Emissora das Beiras

Tondela; Portugal;
- Frequency: 91.2 MHz

Programming
- Format: Portuguese music

History
- First air date: 13 May 1939; 86 years ago
- Last air date: 17 September 2024; 13 months ago (after 85 years, 127 days)

= Emissora das Beiras =

Emissora das Beiras (former callsign CSB-20) was a local radio station in Tondela, in central Portugal. The station was the oldest local radio station in Portugal, having been on air for 85 years at the time of its closure. The frequency is now occupied by Rádio Observador.

==History==
The station opened on May 13, 1939 by Joaquim Seabra as Rádio Pólo Norte, founded by a group of tuberculosis patients at Estância Sanatorial do Caramulo.

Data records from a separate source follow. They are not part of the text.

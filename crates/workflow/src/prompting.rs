//! Render a library prompt and send it to the model its behavior names.

use std::sync::Arc;

use arag_core::{AppConfig, AppResult};
use arag_llm::{complete_json, JsonObject, LlmClient, LlmRequest, ResponseFormat};
use arag_prompt::{BuiltPrompt, ModelRole, OutputFormat, PromptLibrary};
use tracing::debug;

/// Model names for the two prompt roles.
#[derive(Debug, Clone, PartialEq, Eq)]
pub struct ModelNames {
    /// Conversational answers
    pub chat: String,
    /// Routing, grading, rewriting
    pub rag: String,
}

impl ModelNames {
    pub fn new(chat: impl Into<String>, rag: impl Into<String>) -> Self {
        Self {
            chat: chat.into(),
            rag: rag.into(),
        }
    }

    pub fn from_config(config: &AppConfig) -> Self {
        Self::new(config.chat_model.clone(), config.rag_model.clone())
    }

    fn for_role(&self, role: ModelRole) -> &str {
        match role {
            ModelRole::Chat => &self.chat,
            ModelRole::Rag => &self.rag,
        }
    }
}

/// Shared access to the model and the prompt library for every node.
pub struct PromptRunner {
    llm: Arc<dyn LlmClient>,
    prompts: Arc<PromptLibrary>,
    models: ModelNames,
    max_parse_attempts: u32,
}

impl PromptRunner {
    pub fn new(
        llm: Arc<dyn LlmClient>,
        prompts: Arc<PromptLibrary>,
        models: ModelNames,
        max_parse_attempts: u32,
    ) -> Self {
        Self {
            llm,
            prompts,
            models,
            max_parse_attempts,
        }
    }

    fn request(&self, built: BuiltPrompt) -> LlmRequest {
        let format = match built.behavior.format {
            OutputFormat::Json => ResponseFormat::Json,
            OutputFormat::Text => ResponseFormat::Text,
        };
        let model = self.models.for_role(built.behavior.model);

        debug!(
            prompt = %built.metadata.source_prompt_id,
            model,
            "Sending prompt"
        );

        let mut request = LlmRequest::new(built.user, model)
            .with_temperature(built.behavior.temperature)
            .with_format(format);
        if let Some(system) = built.system {
            request = request.with_system(system);
        }
        request
    }

    /// Ask for a structured answer; malformed output is re-asked a bounded
    /// number of times.
    pub async fn json(&self, prompt_id: &str, variables: &[(&str, &str)]) -> AppResult<JsonObject> {
        let built = self.prompts.render(prompt_id, variables)?;
        let request = self.request(built).with_json();
        complete_json(self.llm.as_ref(), &request, self.max_parse_attempts).await
    }

    /// Ask for free text.
    pub async fn text(&self, prompt_id: &str, variables: &[(&str, &str)]) -> AppResult<String> {
        let built = self.prompts.render(prompt_id, variables)?;
        let request = self.request(built);
        let response = self.llm.complete(&request).await?;
        Ok(response.content)
    }
}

It was initially a pastime reserved to the patients, who later started expanding the signal illegally, and later, began regular broadcasts with an official license. The station broadcast on 1460kHz on the AM band, given at an ITU convention in Copenhagen. The name Pólo Norte (North Pole) was related to reminisce winter snow. There were plans for an FM frequency before 1974, but the owner rejected it frequently. Moreover, the station did not have problems during the Estado Novo regime. The station worked in association with O Primeiro de Janeiro from Porto. As of 1979, the station was set to be sold to a private company; it also relayed news bulletins from Rádio Renascença. The bidder would also set up an additional studio in Porto, owing to its AM coverage. The station was one of the few who escaped nationalization in 1975.

The station collapsed in the 1980s, forcing the creation of a joint stock company, AO TOM D’ELLA (Rádio), LDA., while the station, in 1989, adopted the new name "Rádio Tom Dela". At an unknown date in the 1990s, the startion reverted its name back to Emissora das Beiras.

On May 14, 2024, the station was acquired by Observador, who aimed to use its frequency to carry Rádio Observador in the Viseu and Tondela areas. From June 1, the station would start broadcasting a transitional service with a reduced crew before the takeover. On July 5, longtime station presenter Maria Helena left the station after 59 years on air; his husband had died the previous year. The transitional phase was supposed to end on October 1, but ended earlier than expected on September 17 at 5pm, when Rádio Observador used the former station's infrastructure to carry out coverage of wildfires in Viseu. Licensing limitations forbade the station from becoming a full-time relay of Observador.